The input =
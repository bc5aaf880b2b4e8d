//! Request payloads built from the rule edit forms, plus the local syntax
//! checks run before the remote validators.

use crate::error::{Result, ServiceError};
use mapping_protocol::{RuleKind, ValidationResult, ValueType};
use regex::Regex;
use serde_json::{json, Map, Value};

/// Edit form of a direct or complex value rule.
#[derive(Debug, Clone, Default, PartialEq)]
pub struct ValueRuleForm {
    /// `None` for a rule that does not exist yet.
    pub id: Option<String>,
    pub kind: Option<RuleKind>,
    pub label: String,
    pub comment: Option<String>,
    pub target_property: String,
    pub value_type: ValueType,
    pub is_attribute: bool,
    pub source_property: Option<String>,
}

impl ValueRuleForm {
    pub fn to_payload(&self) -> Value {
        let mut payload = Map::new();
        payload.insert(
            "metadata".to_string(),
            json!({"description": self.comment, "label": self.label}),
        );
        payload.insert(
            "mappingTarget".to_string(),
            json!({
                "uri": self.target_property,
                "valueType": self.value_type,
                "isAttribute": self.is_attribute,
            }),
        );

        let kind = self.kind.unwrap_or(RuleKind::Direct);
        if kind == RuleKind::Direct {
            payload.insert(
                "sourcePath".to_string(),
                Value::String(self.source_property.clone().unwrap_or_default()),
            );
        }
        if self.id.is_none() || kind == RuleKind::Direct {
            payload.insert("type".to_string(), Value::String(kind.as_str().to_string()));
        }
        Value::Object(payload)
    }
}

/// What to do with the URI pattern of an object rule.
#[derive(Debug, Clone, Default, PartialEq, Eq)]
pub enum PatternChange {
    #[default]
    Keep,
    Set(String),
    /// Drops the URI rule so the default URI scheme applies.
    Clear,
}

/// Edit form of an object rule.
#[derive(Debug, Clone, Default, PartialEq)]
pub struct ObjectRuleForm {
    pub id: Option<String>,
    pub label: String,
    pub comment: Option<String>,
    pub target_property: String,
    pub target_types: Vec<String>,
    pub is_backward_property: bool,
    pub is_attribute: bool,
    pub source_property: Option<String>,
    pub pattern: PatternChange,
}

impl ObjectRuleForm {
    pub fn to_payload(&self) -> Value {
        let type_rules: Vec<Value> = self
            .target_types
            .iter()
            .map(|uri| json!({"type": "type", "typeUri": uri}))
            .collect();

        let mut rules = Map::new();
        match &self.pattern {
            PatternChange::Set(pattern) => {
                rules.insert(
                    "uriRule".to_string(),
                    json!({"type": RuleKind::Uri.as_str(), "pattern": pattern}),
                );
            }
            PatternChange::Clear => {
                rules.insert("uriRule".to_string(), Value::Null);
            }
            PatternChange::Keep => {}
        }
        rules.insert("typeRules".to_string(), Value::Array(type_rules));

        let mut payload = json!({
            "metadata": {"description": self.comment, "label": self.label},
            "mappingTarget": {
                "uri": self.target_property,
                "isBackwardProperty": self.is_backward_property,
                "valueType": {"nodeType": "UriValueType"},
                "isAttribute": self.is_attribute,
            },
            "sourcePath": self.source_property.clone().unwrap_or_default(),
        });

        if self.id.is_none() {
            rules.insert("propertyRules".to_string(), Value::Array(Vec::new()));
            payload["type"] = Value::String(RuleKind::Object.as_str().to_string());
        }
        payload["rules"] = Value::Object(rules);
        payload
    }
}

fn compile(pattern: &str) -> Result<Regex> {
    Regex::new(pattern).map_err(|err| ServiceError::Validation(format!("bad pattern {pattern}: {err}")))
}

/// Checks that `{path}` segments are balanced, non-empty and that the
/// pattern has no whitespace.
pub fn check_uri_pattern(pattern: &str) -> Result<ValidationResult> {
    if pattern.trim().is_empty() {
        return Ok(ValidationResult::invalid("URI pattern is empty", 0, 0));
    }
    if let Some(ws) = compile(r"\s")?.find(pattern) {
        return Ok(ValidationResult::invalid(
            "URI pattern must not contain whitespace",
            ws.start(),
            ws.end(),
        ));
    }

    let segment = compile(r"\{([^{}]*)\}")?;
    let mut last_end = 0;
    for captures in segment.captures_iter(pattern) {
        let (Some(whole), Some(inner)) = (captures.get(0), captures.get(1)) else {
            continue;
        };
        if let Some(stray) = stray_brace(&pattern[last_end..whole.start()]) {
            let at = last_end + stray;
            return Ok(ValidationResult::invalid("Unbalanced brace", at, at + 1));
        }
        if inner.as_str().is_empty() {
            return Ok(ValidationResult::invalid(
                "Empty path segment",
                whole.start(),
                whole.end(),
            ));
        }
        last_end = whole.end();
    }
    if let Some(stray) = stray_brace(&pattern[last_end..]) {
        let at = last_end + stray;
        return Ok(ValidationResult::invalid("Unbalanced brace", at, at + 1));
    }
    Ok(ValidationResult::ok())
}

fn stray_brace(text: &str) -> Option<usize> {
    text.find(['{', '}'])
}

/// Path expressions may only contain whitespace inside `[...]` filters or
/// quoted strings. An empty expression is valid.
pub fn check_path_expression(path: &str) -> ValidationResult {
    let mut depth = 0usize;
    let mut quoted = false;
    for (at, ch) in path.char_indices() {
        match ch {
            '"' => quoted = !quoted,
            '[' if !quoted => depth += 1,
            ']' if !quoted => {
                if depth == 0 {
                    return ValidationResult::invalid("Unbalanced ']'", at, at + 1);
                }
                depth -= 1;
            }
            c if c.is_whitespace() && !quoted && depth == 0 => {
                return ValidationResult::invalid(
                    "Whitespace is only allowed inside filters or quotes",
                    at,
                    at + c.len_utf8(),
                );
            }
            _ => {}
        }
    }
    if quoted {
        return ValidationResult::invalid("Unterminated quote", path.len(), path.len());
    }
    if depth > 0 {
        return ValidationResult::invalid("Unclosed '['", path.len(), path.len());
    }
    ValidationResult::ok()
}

Task prompt = Please restate word for word only the lines running from the line that contains "if !quoted => depth" to the final line of the listing above.

Solution for this task =
            '[' if !quoted => depth += 1,
            ']' if !quoted => {
                if depth == 0 {
                    return ValidationResult::invalid("Unbalanced ']'", at, at + 1);
                }
                depth -= 1;
            }
            c if c.is_whitespace() && !quoted && depth == 0 => {
                return ValidationResult::invalid(
                    "Whitespace is only allowed inside filters or quotes",
                    at,
                    at + c.len_utf8(),
                );
            }
            _ => {}
        }
    }
    if quoted {
        return ValidationResult::invalid("Unterminated quote", path.len(), path.len());
    }
    if depth > 0 {
        return ValidationResult::invalid("Unclosed '['", path.len(), path.len());
    }
    ValidationResult::ok()
}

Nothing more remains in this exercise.